The parliamentary resolution was written by MEP Sandra Kalniete – a member of the centre-right European People’s Party – from Latvia, which opposes Nord Stream 2.
The report was supported by 402 MEPs, with 163 members voting against the resolution and 89 abstaining.
The European Parliament, which faces a major potential populist shakeup after the May elections, also said Russia could no longer be regarded as a strategic partner of the EU. It called on the European Council, which represents the 28 member states, to reconsider the EU-Russia Partnership and Cooperation Agreement (PCA).
“The European Parliament underlines that Russia’s illegal occupation and annexation of Crimea, a region of Ukraine, its direct and indirect involvement in armed conflicts in the eastern part of Ukraine and its continuous violation of the territorial integrity of Georgia and Moldova constitute a deliberate violation of international law, democratic principles and fundamental values,” the parliamentary report said.
But Berlin says the pipeline will improve European energy security. “A Russian gas molecule remains a Russian gas molecule, irrespective of whether it comes from Ukraine or from underneath the Baltic Sea,” Merkel told a Munich conference attended by hawkish US Vice President Mike Pence in February.
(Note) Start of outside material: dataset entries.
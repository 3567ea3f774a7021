use axum::extract::State;
use axum::http::StatusCode;
use axum::Json;

use crate::app::AppState;
use crate::db::users::{self, NewUser};
use crate::errors::{is_unique_violation, AppError, AppResult};
use crate::extract::ApiJson;
use crate::mail::OutgoingMail;
use crate::models::user::{DbUser, SignupRequest, SignupResponse, TokenRequest, TokenResponse};
use crate::utils::{generate_confirmation_code, hash_secret, verify_secret};
use crate::validation::FieldErrors;

#[utoipa::path(
    post,
    path = "/api/v1/auth/signup",
    tag = "Auth",
    request_body = SignupRequest,
    responses(
        (status = 200, description = "Confirmation code sent to the email address", body = SignupResponse),
        (status = 400, description = "Invalid or reserved username, or username/email taken")
    )
)]
pub async fn signup(
    State(state): State<AppState>,
    ApiJson(payload): ApiJson<SignupRequest>,
) -> AppResult<Json<SignupResponse>> {
    let mut errors = FieldErrors::new();
    let username = errors.required("username", payload.username);
    let email = errors.required("email", payload.email);
    if let Some(username) = username.as_deref() {
        errors.username("username", username);
    }
    if let Some(email) = email.as_deref() {
        errors.email("email", email);
    }
    errors.into_result()?;

    let (Some(username), Some(email)) = (username, email) else {
        return Err(AppError::internal("validated fields missing"));
    };

    let user = find_or_register(&state, &username, &email).await?;

    let code = generate_confirmation_code();
    users::set_confirmation_code_hash(&state.pool, user.id, &hash_secret(&code)?).await?;

    // The code is stored either way; a failed delivery can be retried by
    // signing up again with the same pair.
    let mail = OutgoingMail::confirmation_code(state.mailer.from_address(), &user.email, &code);
    if let Err(err) = state.mailer.send(mail).await {
        tracing::warn!(user_id = %user.id, error = %err, "failed to deliver confirmation code");
    }

    tracing::info!(user_id = %user.id, username = %user.username, "confirmation code issued");
    Ok(Json(SignupResponse {
        username: user.username,
        email: user.email,
    }))
}

#[utoipa::path(
    post,
    path = "/api/v1/auth/token",
    tag = "Auth",
    request_body = TokenRequest,
    responses(
        (status = 201, description = "Access token issued", body = TokenResponse),
        (status = 400, description = "Missing fields or wrong confirmation code"),
        (status = 404, description = "Unknown username")
    )
)]
pub async fn token(
    State(state): State<AppState>,
    ApiJson(payload): ApiJson<TokenRequest>,
) -> AppResult<(StatusCode, Json<TokenResponse>)> {
    let mut errors = FieldErrors::new();
    let username = errors.required("username", payload.username);
    let code = errors.required("confirmation_code", payload.confirmation_code);
    errors.into_result()?;

    let (Some(username), Some(code)) = (username, code) else {
        return Err(AppError::internal("validated fields missing"));
    };

    let user = users::find_by_username(&state.pool, &username)
        .await?
        .ok_or_else(|| AppError::not_found("user not found"))?;

    let code_matches = match user.confirmation_code_hash.as_deref() {
        Some(hash) => verify_secret(code.trim(), hash)?,
        None => false,
    };
    if !code_matches {
        tracing::debug!(user_id = %user.id, "confirmation code mismatch");
        return Err(AppError::validation("confirmation_code", "invalid confirmation code"));
    }

    let token = state.jwt.encode(user.id)?;
    Ok((StatusCode::CREATED, Json(TokenResponse { token })))
}

/// Returns the account for this exact username/email pair, creating it when
/// neither is known. Any partial match is a validation error.
async fn find_or_register(state: &AppState, username: &str, email: &str) -> AppResult<DbUser> {
    if let Some(user) = existing_pair(state, username, email).await? {
        return Ok(user);
    }

    let new_user = NewUser {
        username: username.to_string(),
        email: email.to_string(),
        ..NewUser::default()
    };
    match users::insert(&state.pool, &new_user).await {
        Ok(user_id) => {
            tracing::info!(user_id = %user_id, username = %username, "user signed up");
            users::find_by_id(&state.pool, user_id)
                .await?
                .ok_or_else(|| AppError::internal("registered user not found"))
        }
        // a concurrent signup got there first; same pair means a resend
        Err(AppError::Database(ref db_err)) if is_unique_violation(db_err) => existing_pair(state, username, email)
            .await?
            .ok_or_else(|| AppError::validation("non_field_errors", "username or email already in use")),
        Err(err) => Err(err),
    }
}

/// The account holding exactly this pair, `None` when neither is taken.
async fn existing_pair(state: &AppState, username: &str, email: &str) -> AppResult<Option<DbUser>> {
    let by_username = users::find_by_username(&state.pool, username).await?;
    let by_email = users::find_by_email(&state.pool, email).await?;

    match (by_username, by_email) {
        (Some(user), Some(same)) if user.id == same.id => Ok(Some(user)),
        (None, None) => Ok(None),
        (by_username, by_email) => {
            let mut errors = FieldErrors::new();
            if by_username.is_some() {
                errors.add("username", "a user with that username already exists");
            }
            if by_email.is_some() {
                errors.add("email", "a user with that email already exists");
            }
            Err(AppError::Validation(errors))
        }
    }
}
Germany’s industrial economy will become increasingly reliant on gas in the next few years as it abandons nuclear power and begins to close its many coal-powered plants.
Germany already has Europe’s highest non-household electricity prices.
The US vehemently opposes Nord Stream 2 and calls on the EU to buy its LNG instead.
“We do not think, fundamentally, that there is a need for the pipeline,” said US Deputy Energy Secretary Dan Brouillette. “Russia will use this as leverage over Europe.”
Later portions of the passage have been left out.